- _Problem_:
Within the material below, find each line bearing the word "DeserializeOwned" and present it.
____ Records for the task
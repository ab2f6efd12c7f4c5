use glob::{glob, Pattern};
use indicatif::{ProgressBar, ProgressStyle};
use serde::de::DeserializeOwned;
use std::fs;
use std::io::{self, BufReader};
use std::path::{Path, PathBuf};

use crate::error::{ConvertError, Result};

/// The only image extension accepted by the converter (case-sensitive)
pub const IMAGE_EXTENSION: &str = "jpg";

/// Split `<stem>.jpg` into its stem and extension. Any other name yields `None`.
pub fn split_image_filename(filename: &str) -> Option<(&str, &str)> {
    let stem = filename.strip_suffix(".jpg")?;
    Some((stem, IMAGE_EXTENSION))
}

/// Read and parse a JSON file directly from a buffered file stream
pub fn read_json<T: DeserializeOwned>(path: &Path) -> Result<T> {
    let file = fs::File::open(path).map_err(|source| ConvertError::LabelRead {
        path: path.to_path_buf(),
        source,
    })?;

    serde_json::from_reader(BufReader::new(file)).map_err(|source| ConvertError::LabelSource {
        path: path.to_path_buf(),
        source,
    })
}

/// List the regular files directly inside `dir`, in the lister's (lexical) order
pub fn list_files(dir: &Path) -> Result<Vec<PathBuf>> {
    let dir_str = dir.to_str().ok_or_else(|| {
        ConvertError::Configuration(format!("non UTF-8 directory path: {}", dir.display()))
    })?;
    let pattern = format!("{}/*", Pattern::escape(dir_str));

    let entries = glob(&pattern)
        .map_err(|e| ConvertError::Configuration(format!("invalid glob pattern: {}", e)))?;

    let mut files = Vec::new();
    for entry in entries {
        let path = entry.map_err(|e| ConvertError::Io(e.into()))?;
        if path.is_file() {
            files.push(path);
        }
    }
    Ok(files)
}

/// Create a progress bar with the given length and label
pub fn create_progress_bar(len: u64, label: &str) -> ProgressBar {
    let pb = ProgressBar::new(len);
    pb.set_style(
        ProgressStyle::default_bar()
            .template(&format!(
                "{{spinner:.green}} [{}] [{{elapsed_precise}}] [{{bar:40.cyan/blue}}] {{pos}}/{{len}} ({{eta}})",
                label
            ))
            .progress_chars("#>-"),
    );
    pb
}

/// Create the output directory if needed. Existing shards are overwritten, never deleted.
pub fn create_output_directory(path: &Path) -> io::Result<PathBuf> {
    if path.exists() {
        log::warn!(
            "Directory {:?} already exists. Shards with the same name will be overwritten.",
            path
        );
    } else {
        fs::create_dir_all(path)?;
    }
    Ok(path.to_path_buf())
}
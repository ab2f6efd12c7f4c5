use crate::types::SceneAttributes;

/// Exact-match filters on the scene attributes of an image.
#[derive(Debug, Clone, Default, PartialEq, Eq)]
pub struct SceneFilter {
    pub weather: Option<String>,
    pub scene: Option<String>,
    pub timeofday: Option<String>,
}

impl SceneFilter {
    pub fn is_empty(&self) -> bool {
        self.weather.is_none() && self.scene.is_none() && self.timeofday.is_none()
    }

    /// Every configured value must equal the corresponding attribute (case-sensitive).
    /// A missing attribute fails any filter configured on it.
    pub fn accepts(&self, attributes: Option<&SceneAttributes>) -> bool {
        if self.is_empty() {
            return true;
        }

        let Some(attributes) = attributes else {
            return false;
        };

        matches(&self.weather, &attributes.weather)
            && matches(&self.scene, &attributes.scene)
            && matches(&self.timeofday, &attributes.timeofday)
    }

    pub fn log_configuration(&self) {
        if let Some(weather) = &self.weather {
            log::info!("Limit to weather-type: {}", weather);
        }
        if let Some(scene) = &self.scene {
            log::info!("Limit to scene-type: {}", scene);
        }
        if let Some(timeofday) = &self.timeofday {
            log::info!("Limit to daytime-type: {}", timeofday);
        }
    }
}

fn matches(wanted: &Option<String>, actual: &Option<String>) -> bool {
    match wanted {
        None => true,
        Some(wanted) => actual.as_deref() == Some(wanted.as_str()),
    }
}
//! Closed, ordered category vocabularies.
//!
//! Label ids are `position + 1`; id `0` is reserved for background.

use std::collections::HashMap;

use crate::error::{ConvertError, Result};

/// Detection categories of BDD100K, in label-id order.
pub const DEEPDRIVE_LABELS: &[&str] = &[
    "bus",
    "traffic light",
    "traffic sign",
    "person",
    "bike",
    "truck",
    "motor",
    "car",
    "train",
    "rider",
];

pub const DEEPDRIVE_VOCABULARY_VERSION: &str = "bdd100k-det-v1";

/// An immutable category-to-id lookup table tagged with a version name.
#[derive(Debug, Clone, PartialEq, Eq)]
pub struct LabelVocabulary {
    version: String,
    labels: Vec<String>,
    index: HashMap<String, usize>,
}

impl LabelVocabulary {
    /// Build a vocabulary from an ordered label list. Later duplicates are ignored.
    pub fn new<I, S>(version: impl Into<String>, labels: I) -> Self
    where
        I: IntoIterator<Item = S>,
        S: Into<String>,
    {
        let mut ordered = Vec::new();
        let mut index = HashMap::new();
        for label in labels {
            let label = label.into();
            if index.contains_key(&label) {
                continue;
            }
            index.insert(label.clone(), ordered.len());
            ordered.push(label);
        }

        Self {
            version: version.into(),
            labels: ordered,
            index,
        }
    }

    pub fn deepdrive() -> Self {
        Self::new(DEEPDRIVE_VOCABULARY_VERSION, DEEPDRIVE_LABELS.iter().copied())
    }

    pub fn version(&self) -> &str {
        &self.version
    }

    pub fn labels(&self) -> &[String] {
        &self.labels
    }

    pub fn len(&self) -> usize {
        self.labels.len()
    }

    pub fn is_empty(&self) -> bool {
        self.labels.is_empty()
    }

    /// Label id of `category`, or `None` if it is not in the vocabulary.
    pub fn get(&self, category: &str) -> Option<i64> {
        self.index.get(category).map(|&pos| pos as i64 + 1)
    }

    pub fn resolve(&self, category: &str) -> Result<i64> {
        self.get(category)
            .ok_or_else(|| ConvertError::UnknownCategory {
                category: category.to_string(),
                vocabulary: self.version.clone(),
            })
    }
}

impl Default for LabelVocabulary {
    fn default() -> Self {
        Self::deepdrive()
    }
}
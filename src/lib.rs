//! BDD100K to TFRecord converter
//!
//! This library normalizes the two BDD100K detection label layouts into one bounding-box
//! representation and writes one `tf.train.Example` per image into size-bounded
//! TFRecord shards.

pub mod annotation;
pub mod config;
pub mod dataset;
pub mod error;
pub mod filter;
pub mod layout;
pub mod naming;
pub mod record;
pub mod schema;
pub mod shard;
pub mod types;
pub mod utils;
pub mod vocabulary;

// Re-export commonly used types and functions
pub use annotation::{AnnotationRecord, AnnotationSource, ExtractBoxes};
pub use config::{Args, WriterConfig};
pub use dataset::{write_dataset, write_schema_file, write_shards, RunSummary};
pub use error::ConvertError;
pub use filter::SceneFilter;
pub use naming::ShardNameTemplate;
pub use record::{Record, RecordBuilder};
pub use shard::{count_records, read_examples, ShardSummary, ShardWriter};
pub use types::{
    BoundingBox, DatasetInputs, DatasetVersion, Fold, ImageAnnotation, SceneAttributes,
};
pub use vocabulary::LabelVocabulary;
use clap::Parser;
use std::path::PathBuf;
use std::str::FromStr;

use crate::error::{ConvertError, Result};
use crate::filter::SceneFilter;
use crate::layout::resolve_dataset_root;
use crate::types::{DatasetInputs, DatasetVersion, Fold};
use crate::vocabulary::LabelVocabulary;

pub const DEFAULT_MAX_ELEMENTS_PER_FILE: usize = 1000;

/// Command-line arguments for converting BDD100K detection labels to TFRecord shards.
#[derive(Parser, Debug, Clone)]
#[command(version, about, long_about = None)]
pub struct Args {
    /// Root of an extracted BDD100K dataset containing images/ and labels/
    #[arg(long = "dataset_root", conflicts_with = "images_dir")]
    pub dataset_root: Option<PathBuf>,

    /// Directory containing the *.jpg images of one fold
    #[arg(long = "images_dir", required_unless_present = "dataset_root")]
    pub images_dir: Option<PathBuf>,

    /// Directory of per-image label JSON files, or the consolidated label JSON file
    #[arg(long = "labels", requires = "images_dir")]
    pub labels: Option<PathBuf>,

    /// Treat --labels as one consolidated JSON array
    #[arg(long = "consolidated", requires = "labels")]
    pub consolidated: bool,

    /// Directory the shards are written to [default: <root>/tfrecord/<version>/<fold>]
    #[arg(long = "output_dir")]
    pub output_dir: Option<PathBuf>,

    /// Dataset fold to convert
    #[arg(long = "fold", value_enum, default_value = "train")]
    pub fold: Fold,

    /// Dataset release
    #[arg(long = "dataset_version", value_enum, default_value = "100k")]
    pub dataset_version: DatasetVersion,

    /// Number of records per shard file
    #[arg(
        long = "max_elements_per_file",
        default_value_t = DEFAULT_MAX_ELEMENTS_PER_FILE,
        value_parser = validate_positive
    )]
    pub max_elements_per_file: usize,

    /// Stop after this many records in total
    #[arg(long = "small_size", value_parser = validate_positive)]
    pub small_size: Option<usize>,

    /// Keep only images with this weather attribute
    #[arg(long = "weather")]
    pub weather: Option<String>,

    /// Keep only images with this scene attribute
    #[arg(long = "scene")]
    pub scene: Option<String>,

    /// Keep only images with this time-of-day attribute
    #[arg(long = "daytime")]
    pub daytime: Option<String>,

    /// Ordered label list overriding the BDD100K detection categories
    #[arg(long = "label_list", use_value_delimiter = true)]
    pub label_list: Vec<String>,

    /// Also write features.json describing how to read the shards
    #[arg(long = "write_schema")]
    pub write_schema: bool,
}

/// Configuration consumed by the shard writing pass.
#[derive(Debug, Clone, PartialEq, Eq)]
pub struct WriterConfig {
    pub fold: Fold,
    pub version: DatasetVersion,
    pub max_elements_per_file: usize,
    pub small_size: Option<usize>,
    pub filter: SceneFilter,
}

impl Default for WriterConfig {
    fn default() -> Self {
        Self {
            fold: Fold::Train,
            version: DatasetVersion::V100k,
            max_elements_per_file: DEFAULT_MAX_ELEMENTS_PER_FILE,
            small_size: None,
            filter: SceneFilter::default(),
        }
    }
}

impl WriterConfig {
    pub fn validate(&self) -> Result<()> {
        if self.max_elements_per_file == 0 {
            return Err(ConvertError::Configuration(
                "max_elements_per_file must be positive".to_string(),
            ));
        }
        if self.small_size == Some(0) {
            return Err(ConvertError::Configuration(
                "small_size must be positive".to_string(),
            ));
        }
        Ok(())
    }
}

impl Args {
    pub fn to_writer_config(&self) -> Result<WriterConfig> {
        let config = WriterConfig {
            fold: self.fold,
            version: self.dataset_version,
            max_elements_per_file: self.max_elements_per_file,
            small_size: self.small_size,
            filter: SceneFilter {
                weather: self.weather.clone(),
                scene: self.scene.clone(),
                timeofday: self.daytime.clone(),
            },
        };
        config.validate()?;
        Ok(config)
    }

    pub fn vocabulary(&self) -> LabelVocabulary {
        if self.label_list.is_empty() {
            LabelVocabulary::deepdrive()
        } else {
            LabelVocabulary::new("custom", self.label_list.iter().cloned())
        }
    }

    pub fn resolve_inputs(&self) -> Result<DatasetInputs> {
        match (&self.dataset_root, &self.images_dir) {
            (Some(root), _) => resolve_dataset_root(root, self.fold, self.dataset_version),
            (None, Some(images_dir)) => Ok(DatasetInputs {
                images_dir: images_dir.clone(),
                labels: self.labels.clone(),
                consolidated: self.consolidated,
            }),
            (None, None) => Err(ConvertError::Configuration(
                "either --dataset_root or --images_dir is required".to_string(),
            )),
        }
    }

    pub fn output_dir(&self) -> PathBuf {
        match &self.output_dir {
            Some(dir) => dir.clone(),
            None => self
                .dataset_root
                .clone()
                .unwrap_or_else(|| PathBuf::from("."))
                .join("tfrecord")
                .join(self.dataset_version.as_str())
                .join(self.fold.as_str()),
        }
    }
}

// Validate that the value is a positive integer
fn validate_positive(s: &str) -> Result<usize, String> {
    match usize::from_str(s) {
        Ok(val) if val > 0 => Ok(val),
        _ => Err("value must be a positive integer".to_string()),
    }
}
________
- _Result of the exercise_:
use serde::de::DeserializeOwned;
pub fn read_json<T: DeserializeOwned>(path: &Path) -> Result<T> {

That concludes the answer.